Busy BS: Why We’re Never as Busy as We Think We Are


hold the phone(s).


If that’s your go-to phrase, you might want to clear your calendar for the day and take a moment to think again. A new study, published in the Journal of Consumer Research, has figured out that our perception of how busy we are can be dictated by phenomena and circumstances apart from what’s actually on the calendar for the week. This totally explains why you were able to attend that going-away party, spend three hours on Tinder, and binge-watch a season of Friends on Thursday despite being just slammed.

Obviously, having to meet deadlines and get things done within a certain amount of time can make use feel busier than a bee during spring. OK. Makes sense. Interestingly, though, the study discovered that we might also start to feel busier when we are feeling anxiety about anything that’s happening in out life. When your goals are threatening to compete with your emotional energy… cue the overly-busy meltdown to all of your friends via group text.

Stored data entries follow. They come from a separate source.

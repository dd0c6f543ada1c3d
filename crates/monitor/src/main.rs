//! Bucket size monitor
//!
//! Tracks the total size of one bucket from its change notifications,
//! evicts the largest object when growth within the alarm window exceeds
//! the threshold, and renders the recent size history on demand.

use std::sync::Arc;

use anyhow::Result;
use bucket_monitor::{
    api,
    config::{MonitorConfig, ObjectBackend},
    pipeline::{self, Backends},
};
use monitor_lib::{
    health::HealthRegistry,
    observability::{MonitorMetrics, StructuredLogger},
    report,
    storage::{ChangeNotifier, MemoryObjectStore, ObjectStore, S3ObjectStore},
    timeseries::{FileTimeSeriesStore, MemoryTimeSeriesStore, TimeSeriesStore},
    EventRouter,
};
use tokio::sync::broadcast;
use tracing::{error, info};
use tracing_subscriber::{fmt, prelude::*, EnvFilter};

const MONITOR_VERSION: &str = env!("CARGO_PKG_VERSION");

#[tokio::main]
async fn main() -> Result<()> {
    // Initialize tracing with JSON output and env filter
    tracing_subscriber::registry()
        .with(EnvFilter::try_from_default_env().unwrap_or_else(|_| EnvFilter::new("info")))
        .with(fmt::layer().json())
        .init();

    info!("Starting bucket-monitor");

    let config = MonitorConfig::load()?;
    info!(
        source_bucket = %config.source_bucket,
        plot_bucket = %config.plot_bucket,
        backend = ?config.object_backend,
        "Monitor configured"
    );

    report::register_chart_font()?;

    let health_registry = HealthRegistry::new();
    health_registry.register_all().await;

    let metrics = MonitorMetrics::new();
    let logger = StructuredLogger::new("bucket-monitor");
    logger.log_startup(MONITOR_VERSION, &config.source_bucket);

    let router = Arc::new(EventRouter::new());
    let backends = build_backends(&config, router.clone()).await?;

    let mut pipeline = pipeline::assemble(
        &config,
        router,
        backends,
        health_registry.clone(),
        metrics,
        logger.clone(),
    );

    let (shutdown_tx, _) = broadcast::channel(1);
    let mut tasks = pipeline.spawn_consumers(&config, &shutdown_tx);

    tasks.push(tokio::spawn(pipeline::run_alarm_ticker(
        pipeline.state.evaluator.clone(),
        config.source_bucket.clone(),
        config.alarm_rule().window,
        health_registry.clone(),
        shutdown_tx.subscribe(),
    )));

    let api_handle = tokio::spawn(api::serve(
        config.api_port,
        pipeline.state.clone(),
        shutdown_tx.subscribe(),
    ));

    health_registry.set_ready(true).await;

    tokio::signal::ctrl_c().await?;
    logger.log_shutdown("SIGINT received");
    health_registry.set_ready(false).await;

    let _ = shutdown_tx.send(());
    for task in tasks {
        let _ = task.await;
    }
    match api_handle.await {
        Ok(Err(e)) => error!(error = %e, "API server failed"),
        Err(e) => error!(error = %e, "API server task panicked"),
        Ok(Ok(())) => {}
    }

    info!("Shutdown complete");
    Ok(())
}

/// Construct the object, artifact and time-series stores
async fn build_backends(config: &MonitorConfig, router: Arc<EventRouter>) -> Result<Backends> {
    let (objects, artifacts): (Arc<dyn ObjectStore>, Arc<dyn ObjectStore>) =
        match config.object_backend {
            ObjectBackend::Memory => {
                let notifier: Arc<dyn ChangeNotifier> = router;
                let objects: Arc<dyn ObjectStore> =
                    Arc::new(MemoryObjectStore::new().with_notifier(notifier));
                let artifacts: Arc<dyn ObjectStore> = Arc::new(MemoryObjectStore::new());
                (objects, artifacts)
            }
            ObjectBackend::S3 => {
                // Notifications arrive from the bucket's own event configuration
                let store: Arc<dyn ObjectStore> =
                    Arc::new(S3ObjectStore::new(&config.s3()).await);
                (store.clone(), store)
            }
        };

    let series: Arc<dyn TimeSeriesStore> = match &config.data_dir {
        Some(dir) => {
            info!(data_dir = %dir.display(), "Using file-backed time series");
            Arc::new(FileTimeSeriesStore::open(dir.clone()).await?)
        }
        None => Arc::new(MemoryTimeSeriesStore::new()),
    };

    Ok(Backends {
        objects,
        artifacts,
        series,
    })
}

This fluid sense of how we experience time is also why we can sit and do nothing while we’re on vacation but totally lose our sh*t when we’re sitting in traffic, even if we’re just racing home to a glass of merlot. Some outside circumstance or phenomena is threatening to disrupt your ideal circumstances, and that causes your perceptions to skew.

Another factor that can add to this not-enough-time-in-the-day feeling — even when there actually is enough time in the day — is that we tend to get caught up in the smaller “sub goals” that it takes to reach each main goal. This, unsurprisingly, can make us feel more busy throughout the process. Lots of steps on the path toward reaching a goal can make it seem like our time is extremely limited, making it difficult to relax until we check everything off of the list. When we’re closer to achieving the main goal, our sense of time might expand again — even though we actually have less time than we did to begin with.

But don’t worry, we’re not totally doomed. The same researchers suggest prioritizing, psyching your self up to feel excited instead of stressed, and then just doing what you need to do.

Plus, some studies point to the fact that we feel happier when we’re busy and can even start to compete about our levels of business. I mean, it beats being completely bored, right?